Email of the day
“I read the daily e-mail on energy supply with great interest [Ed December 6 th ]. I wish my humble position allowed me to afford to read the whole article, but I'm afraid I can't justify full subscription at the moment.
“The issue of increased Saudi domestic consumption, and indeed all other oil producing nations, and the upcoming energy crunch is intensely interesting. I've been involved in the environmental debate for 22 years, ever since I converted my farm to organic status. That seems a long time ago. One factor which Chatham House didn't consider is some of the other uses to which oil is used in great quantity, and critical. The major one of these is agriculture. As far as I'm aware, agriculture is globally responsible for around 25% of all hydrocarbon consumption. The range of ways in which we use it includes machinery, fertilisers, chemicals, and more. Then there is of course the energy consumed in the whole food chain, with in the UK over 20% of all goods on the road having a food connection. That's before we consider the ridiculous amount of fuel we are all consuming to get to the out-of-town supermarkets.
"The point I would like to raise that I believe we can cut dramatically this agricultural consumption figure. If we all wasted less (currently around 30% of all food produced), consumed less and therefore reduced obesity and reduced the costs to the NHS of health-related problems from over-consumption, we will be making a massive stride in the right direction. If we also concurrently reduced/removed power consumption of any meat that is produced with the aid of grains and proteins (other than minor strategic requirements), we would also massively reduce the requirement for hydrocarbons in agriculture. With global population is constantly rising, and the dilemmas on how to feed them increasing, making these changes seems unavoidable to me. Instead of which, we have politicians, farming leaders and others constantly exhorting everybody to increase their production, saying we must do it "sustainably". I don't think they have any idea how this can be done "sustainably", and that they're asking for the impossible.
"By making these policy shifts, we would also have two other advantages. Firstly, we would take the pressure off the dwindling supplies of phosphate fertilisers, which have the same finite supply line and therefore pressure points as oil. With phosphate, the key holder of global reserves isn't Saudi Arabia, but North Africa. I've attached a pictorial which was presented at the Oxford farming conference this week, on this.
"The third critical area for resource demand and food production is water. With at least one of the 10 biggest rivers in the world now not reaching the sea, and with friction starting to build alongside key arterial waterways such as the River Jordan, Nile, etc, everything we can do to reduce demand on water has to be good, and agriculture is a massive consumer..
"I've also attached an article that I wrote for a government supported research institutions debate forum.
"I hope you find this interesting and I apologise for sending you this when you weren't expecting it!"

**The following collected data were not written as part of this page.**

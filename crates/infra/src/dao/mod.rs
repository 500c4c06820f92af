//! Queue table access: enqueue, delete and reenqueue.
//!
//! One implementation per dialect renders the statements for a queue location
//! once, caches the text and runs it through the shard's [`Database`]. The
//! dialect is picked by [`queue_dao`] when the shard is built.

pub mod mssql;
pub mod oracle;
pub mod params;
pub mod postgres;
pub mod r#trait;

use std::sync::Arc;

use dbqueue_core::{DatabaseDialect, QueueLocation, QueueTableSchema};

use crate::database::Database;

pub use mssql::MssqlQueueDao;
pub use oracle::Oracle11QueueDao;
pub use postgres::PostgresQueueDao;
pub use r#trait::{QueueDao, QueueDaoError, QueuePickTaskDao};

use params::{EXECUTION_DELAY, ID, PAYLOAD, QUEUE_NAME, ext_param};

/// Build the enqueue/delete/reenqueue strategy of `dialect`.
pub fn queue_dao<D: Database>(
    dialect: DatabaseDialect,
    schema: Arc<QueueTableSchema>,
    database: Arc<D>,
) -> Box<dyn QueueDao> {
    match dialect {
        DatabaseDialect::Postgresql => Box::new(PostgresQueueDao::new(database, schema)),
        DatabaseDialect::Mssql => Box::new(MssqlQueueDao::new(database, schema)),
        DatabaseDialect::Oracle11g => Box::new(Oracle11QueueDao::new(database, schema)),
    }
}

/// Column and value lists of the enqueue insert.
///
/// `id_value` is the SQL expression for an explicit id, if the dialect passes
/// one. Counters start at zero; `created_at` is left to the column default.
pub(crate) fn insert_lists(
    schema: &QueueTableSchema,
    id_value: Option<&str>,
    next_process_at: &str,
) -> (String, String) {
    let mut columns: Vec<String> = Vec::with_capacity(7 + schema.ext_fields().len());
    let mut values: Vec<String> = Vec::with_capacity(columns.capacity());

    if let Some(id) = id_value {
        columns.push(schema.id_field().to_string());
        values.push(id.to_string());
    }
    for (column, value) in [
        (schema.queue_name_field(), format!(":{QUEUE_NAME}")),
        (schema.payload_field(), format!(":{PAYLOAD}")),
        (schema.next_process_at_field(), next_process_at.to_string()),
        (schema.attempt_field(), "0".to_string()),
        (schema.reenqueue_attempt_field(), "0".to_string()),
        (schema.total_attempt_field(), "0".to_string()),
    ] {
        columns.push(column.to_string());
        values.push(value);
    }
    for ext in schema.ext_fields() {
        columns.push(ext.clone());
        values.push(format!(":{}", ext_param(ext)));
    }

    (columns.join(", "), values.join(", "))
}

/// Delete statement; identical for every dialect.
pub(crate) fn render_delete(schema: &QueueTableSchema, location: &QueueLocation) -> String {
    format!(
        "DELETE FROM {table} WHERE {queue_name} = :{QUEUE_NAME} AND {id} = :{ID}",
        table = location.table_name(),
        queue_name = schema.queue_name_field(),
        id = schema.id_field(),
    )
}

/// Reenqueue statement around a dialect's "now + delay" expression.
pub(crate) fn render_reenqueue(
    schema: &QueueTableSchema,
    location: &QueueLocation,
    next_process_at: &str,
) -> String {
    format!(
        "UPDATE {table} SET {next_process_at_field} = {next_process_at}, {attempt} = 0, \
         {reenqueue} = {reenqueue} + 1 WHERE {id} = :{ID} AND {queue_name} = :{QUEUE_NAME}",
        table = location.table_name(),
        next_process_at_field = schema.next_process_at_field(),
        attempt = schema.attempt_field(),
        reenqueue = schema.reenqueue_attempt_field(),
        id = schema.id_field(),
        queue_name = schema.queue_name_field(),
    )
}

/// `:executionDelay` placeholder, shared by enqueue and reenqueue.
pub(crate) fn execution_delay_param() -> String {
    format!(":{EXECUTION_DELAY}")
}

Eoin Treacy's view Thank you for an interesting email highlighting an alternative attitude to the agriculture sector. A number of Fullermoney subscribers are farmers and I suspect share some of your concerns though perhaps not your solutions.
I agree that wastage is a terrible problem in many developed economies. We would all be a lot better off, both personally and economically, by reducing our consumption.
With regard to phosphates, I believe it would be a mistake to rely overly on pessimistic estimates. The Jevons Paradox (also see Comment of the Day on March 8th 2011) is as relevant today as it was 150 years ago. The world will not run out of phosphate. As prices rise, the incentive increases to find more efficient ways of sourcing or replacing the commodity. Prices eventually come back down as innovators succeed. Secular bull and bear markets in commodities have followed this pattern repeatedly and there is no reason to suspect this case will be any different. .
Water is a precious commodity and expensive to manage effectively. Countries with a surfeit have a competitive advantage. They would be mad to ignore this and have a strong incentive to produce as much food as possible, with a view to exports. Policy in the EU and USA over the last decade has been skewed towards either producing less or diverting production away from food requirements. This has had a marked effect on prices.
The challenge for countries currently having difficulty feeding their populations is to increase production, cut waste, maximise efficiency and enhance the supply chain. It is for specifically this reason that so many investors were disappointed with India's flip flop on allowing multi-brand retailers access to its market.
National interests largely pervade the global agriculture industry and this in unlikely to change in the medium term. In our investments, we can only deal with the reality provided by the market.